> [Work task]:
The required output is all lines below that contain the word "palette".

═════ Given records

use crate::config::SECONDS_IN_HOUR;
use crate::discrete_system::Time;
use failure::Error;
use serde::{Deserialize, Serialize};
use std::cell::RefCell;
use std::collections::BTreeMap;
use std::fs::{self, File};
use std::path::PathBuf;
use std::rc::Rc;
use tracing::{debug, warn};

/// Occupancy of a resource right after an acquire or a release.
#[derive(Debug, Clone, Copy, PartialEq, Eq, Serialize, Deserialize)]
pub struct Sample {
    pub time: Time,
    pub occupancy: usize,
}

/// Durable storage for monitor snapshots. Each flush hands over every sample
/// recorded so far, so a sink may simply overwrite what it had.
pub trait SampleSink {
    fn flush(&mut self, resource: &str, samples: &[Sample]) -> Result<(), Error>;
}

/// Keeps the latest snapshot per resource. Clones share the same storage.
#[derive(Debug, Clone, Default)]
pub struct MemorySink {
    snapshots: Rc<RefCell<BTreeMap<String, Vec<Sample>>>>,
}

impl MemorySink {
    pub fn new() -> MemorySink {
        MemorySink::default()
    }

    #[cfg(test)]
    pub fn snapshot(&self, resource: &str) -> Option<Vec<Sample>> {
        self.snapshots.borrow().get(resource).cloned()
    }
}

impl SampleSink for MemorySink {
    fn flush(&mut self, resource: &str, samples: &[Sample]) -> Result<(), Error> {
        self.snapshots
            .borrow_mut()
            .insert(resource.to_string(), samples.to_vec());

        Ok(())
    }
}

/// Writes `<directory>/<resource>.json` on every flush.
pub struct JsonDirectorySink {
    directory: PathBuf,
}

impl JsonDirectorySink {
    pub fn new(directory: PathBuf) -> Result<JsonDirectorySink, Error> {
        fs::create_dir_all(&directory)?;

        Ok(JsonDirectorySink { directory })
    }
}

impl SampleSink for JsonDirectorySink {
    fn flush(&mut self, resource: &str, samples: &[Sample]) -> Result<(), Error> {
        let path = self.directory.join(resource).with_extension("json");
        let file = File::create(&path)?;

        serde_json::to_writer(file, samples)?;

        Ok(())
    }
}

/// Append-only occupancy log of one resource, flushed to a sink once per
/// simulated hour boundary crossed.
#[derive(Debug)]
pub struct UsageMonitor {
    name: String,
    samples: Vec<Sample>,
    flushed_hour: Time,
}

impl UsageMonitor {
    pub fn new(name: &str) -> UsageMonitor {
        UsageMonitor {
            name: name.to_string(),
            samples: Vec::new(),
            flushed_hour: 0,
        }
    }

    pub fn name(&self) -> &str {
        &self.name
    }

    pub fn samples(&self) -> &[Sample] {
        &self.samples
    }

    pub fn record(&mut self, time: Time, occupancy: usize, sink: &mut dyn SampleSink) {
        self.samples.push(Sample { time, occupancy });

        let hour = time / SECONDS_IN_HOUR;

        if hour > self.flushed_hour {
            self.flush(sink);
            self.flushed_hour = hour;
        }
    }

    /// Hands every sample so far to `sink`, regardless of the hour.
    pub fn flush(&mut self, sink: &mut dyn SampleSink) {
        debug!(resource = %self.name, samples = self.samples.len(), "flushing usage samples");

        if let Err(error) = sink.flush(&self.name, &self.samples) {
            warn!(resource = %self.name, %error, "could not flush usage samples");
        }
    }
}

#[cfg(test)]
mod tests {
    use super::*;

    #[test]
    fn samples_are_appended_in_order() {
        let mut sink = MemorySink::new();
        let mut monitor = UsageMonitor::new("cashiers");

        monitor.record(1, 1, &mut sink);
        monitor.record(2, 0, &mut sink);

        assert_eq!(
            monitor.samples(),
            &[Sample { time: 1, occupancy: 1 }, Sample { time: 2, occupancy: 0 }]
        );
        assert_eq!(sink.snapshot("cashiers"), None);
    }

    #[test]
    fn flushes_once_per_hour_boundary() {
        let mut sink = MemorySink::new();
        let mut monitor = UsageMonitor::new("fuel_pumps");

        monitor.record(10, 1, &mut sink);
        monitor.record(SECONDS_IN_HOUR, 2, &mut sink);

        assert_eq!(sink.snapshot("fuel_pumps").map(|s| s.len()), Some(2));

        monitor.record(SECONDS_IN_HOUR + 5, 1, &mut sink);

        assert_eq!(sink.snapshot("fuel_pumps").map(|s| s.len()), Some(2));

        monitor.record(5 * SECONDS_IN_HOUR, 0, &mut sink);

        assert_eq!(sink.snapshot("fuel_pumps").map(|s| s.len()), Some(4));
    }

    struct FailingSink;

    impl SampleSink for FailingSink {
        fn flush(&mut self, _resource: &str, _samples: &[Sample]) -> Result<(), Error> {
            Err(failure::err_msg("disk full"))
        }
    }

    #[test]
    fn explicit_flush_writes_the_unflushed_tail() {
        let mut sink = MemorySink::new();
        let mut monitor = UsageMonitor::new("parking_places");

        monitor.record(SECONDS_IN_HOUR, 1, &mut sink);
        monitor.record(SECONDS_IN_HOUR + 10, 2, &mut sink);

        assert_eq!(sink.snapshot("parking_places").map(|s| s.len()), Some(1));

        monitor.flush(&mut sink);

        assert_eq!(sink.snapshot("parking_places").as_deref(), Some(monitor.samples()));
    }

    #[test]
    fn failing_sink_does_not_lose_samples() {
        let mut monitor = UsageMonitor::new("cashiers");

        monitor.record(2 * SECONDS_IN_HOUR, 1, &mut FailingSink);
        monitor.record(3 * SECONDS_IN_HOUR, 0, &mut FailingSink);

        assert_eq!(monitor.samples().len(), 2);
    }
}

══════════
═════ Given records

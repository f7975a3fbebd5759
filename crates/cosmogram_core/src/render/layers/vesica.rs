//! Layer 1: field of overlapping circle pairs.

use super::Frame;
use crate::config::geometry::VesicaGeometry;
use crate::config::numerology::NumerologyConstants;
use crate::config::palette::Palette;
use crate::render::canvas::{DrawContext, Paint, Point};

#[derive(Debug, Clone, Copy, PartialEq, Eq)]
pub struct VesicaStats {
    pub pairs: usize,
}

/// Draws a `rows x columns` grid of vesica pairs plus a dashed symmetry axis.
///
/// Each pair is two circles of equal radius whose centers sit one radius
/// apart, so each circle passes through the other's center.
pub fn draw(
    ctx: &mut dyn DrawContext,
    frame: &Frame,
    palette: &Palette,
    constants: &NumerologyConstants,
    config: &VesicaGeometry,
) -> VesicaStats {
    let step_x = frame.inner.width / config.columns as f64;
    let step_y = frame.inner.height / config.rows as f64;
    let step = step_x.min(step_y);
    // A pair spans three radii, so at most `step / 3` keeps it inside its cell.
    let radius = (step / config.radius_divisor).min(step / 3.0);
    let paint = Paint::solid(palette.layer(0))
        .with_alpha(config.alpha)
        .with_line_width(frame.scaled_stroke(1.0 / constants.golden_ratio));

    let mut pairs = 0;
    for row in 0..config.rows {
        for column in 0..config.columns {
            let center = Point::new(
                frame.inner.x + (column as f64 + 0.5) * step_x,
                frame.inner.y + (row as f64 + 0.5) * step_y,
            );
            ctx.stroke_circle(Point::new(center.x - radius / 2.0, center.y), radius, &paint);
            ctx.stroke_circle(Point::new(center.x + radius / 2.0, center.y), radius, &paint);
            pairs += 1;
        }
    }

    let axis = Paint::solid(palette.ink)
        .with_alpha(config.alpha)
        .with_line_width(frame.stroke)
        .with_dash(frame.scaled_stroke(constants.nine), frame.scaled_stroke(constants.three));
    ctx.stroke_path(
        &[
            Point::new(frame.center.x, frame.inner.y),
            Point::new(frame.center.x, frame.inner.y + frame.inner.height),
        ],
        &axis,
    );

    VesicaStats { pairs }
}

══════════

> [Final answer]:
use crate::config::palette::Palette;
    palette: &Palette,
    let paint = Paint::solid(palette.layer(0))
    let axis = Paint::solid(palette.ink)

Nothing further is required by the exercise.